» What is required
Across the entries below, count the lines that contain the word "crate" and reply with that number only.

※ ※ ※

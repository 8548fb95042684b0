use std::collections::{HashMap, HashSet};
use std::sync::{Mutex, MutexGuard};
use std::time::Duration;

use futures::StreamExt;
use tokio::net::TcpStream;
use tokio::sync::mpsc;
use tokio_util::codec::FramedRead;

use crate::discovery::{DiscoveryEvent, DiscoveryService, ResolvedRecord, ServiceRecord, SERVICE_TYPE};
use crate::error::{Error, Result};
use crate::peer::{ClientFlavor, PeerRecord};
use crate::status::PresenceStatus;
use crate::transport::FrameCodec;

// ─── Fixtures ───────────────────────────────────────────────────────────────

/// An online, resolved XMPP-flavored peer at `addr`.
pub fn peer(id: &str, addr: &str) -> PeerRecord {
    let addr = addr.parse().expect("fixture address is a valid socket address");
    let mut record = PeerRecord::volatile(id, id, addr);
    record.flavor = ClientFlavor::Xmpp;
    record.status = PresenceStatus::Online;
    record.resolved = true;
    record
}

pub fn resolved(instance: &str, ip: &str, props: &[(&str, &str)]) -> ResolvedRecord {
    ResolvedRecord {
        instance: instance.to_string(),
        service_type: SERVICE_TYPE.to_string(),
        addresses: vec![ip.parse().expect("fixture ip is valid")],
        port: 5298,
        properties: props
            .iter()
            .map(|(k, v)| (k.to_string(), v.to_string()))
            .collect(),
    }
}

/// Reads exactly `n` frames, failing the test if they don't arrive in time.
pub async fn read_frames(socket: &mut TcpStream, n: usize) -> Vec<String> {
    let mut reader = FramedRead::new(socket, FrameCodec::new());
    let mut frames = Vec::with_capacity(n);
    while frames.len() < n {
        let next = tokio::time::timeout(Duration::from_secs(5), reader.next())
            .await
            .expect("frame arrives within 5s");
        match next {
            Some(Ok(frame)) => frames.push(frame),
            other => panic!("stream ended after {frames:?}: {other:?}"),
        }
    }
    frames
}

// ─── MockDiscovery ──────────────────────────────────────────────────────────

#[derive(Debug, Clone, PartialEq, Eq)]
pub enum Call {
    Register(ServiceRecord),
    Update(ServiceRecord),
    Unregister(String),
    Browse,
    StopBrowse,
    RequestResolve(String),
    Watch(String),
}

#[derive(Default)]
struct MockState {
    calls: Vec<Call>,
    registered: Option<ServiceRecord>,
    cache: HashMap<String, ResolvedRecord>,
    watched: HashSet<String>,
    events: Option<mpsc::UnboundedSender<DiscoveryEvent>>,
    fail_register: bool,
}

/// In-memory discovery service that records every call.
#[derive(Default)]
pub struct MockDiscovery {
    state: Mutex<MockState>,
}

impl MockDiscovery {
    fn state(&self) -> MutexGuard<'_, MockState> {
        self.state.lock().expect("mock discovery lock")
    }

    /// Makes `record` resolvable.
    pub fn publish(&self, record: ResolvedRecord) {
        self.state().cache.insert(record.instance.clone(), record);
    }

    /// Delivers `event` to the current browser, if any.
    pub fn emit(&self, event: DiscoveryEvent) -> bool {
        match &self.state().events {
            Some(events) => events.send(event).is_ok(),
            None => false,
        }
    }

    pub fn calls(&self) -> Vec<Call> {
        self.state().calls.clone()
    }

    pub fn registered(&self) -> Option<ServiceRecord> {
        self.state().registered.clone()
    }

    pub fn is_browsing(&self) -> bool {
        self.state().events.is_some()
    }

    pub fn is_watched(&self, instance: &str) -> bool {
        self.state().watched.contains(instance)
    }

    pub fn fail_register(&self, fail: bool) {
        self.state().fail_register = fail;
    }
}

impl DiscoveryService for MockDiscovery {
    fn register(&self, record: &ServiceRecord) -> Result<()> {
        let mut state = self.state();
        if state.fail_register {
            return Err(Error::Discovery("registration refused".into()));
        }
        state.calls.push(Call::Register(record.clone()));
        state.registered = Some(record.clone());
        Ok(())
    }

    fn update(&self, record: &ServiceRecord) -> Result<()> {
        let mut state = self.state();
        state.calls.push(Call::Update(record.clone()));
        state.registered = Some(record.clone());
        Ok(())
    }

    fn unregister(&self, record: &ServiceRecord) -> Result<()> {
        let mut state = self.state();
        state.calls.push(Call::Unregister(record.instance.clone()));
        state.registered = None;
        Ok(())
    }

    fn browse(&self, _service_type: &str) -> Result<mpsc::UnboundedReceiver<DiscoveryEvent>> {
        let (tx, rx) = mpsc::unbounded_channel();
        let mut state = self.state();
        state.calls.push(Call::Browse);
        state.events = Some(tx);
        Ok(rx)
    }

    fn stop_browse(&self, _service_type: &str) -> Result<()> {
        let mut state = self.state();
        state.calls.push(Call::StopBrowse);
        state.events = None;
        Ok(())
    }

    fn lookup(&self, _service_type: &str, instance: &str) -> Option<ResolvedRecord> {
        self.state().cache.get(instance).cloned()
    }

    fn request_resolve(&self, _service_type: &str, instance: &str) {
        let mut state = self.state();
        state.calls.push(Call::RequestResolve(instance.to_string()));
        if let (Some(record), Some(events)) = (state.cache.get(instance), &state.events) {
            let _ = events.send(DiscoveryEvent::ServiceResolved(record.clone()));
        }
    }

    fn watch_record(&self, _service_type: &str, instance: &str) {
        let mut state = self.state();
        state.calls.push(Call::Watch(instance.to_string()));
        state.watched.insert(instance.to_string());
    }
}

※ ※ ※

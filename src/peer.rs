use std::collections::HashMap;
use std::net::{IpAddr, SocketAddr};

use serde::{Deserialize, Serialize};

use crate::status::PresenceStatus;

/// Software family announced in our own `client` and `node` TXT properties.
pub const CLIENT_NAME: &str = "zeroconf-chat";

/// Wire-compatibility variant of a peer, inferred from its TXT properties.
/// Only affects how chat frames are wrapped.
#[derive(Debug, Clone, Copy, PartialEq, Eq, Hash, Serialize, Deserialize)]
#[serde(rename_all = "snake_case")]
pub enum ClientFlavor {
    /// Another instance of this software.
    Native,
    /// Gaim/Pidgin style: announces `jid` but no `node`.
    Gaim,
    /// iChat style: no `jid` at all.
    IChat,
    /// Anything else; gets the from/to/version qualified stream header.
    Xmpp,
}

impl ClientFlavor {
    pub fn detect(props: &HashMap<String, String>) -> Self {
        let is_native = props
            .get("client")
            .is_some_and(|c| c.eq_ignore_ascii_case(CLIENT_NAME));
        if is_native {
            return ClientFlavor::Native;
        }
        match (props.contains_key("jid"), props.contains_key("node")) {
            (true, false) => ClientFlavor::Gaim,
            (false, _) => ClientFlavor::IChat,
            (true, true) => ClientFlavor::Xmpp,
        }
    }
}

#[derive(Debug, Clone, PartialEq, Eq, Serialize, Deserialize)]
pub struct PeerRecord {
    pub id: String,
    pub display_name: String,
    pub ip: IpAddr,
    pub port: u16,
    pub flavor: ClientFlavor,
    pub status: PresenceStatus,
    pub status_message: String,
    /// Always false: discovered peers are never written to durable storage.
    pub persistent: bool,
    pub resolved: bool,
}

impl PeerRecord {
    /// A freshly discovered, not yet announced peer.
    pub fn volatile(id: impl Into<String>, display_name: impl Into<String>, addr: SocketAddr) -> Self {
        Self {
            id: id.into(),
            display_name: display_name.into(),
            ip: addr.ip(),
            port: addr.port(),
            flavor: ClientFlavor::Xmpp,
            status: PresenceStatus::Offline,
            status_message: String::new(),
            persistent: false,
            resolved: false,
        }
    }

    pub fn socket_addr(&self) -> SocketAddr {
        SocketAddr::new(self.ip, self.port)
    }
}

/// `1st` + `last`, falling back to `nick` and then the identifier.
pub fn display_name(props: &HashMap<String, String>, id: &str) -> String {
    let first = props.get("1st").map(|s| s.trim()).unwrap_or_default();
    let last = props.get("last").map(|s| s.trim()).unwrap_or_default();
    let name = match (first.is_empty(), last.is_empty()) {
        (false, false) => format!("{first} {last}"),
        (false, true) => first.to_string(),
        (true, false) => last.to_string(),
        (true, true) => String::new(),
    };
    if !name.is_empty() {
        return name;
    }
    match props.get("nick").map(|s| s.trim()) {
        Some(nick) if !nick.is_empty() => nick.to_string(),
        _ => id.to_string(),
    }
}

※ ※ ※

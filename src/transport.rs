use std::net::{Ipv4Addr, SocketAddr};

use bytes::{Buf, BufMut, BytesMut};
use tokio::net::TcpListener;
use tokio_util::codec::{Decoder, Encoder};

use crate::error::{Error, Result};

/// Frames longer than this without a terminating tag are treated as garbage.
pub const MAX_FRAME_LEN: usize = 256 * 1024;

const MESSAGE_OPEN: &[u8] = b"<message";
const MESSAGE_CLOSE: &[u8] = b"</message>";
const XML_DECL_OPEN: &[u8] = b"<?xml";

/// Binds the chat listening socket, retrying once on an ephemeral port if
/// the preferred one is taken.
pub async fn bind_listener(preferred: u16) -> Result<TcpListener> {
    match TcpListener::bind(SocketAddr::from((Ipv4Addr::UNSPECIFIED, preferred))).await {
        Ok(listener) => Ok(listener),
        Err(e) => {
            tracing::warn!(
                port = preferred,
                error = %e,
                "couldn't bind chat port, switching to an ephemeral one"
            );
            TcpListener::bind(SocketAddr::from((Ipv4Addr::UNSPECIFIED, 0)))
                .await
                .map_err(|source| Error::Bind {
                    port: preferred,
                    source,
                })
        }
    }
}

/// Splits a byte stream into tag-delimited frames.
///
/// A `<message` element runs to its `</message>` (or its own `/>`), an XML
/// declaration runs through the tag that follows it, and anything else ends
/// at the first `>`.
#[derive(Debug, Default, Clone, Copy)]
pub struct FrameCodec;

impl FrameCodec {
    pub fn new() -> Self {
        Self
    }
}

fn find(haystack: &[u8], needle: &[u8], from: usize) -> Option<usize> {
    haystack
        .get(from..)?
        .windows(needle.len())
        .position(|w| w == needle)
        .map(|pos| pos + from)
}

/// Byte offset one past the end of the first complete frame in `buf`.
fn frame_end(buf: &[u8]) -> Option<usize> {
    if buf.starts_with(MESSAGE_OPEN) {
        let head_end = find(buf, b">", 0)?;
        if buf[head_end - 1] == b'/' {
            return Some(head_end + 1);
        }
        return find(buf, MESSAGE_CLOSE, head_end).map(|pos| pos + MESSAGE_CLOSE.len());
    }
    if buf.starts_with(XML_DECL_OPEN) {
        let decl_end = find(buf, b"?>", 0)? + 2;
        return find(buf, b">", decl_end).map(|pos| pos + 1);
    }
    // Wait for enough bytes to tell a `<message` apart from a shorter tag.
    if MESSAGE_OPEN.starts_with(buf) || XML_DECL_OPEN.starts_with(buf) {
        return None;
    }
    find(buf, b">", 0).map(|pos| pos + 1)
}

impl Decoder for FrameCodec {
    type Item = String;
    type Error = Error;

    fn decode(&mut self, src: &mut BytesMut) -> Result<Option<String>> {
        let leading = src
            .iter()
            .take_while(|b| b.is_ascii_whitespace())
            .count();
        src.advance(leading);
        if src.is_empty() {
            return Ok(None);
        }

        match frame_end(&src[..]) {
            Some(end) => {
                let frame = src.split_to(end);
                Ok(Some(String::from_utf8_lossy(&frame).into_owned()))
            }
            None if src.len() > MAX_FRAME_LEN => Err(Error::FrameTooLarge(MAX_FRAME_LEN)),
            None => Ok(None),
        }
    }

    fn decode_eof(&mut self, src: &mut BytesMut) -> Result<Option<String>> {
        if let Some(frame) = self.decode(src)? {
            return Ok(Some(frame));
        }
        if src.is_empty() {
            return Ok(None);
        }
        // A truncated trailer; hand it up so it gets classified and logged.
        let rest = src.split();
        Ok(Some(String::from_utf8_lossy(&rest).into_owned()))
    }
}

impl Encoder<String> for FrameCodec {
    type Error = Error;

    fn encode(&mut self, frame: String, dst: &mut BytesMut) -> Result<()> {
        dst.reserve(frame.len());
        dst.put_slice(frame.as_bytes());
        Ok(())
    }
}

※ ※ ※

» Response to the exercise
7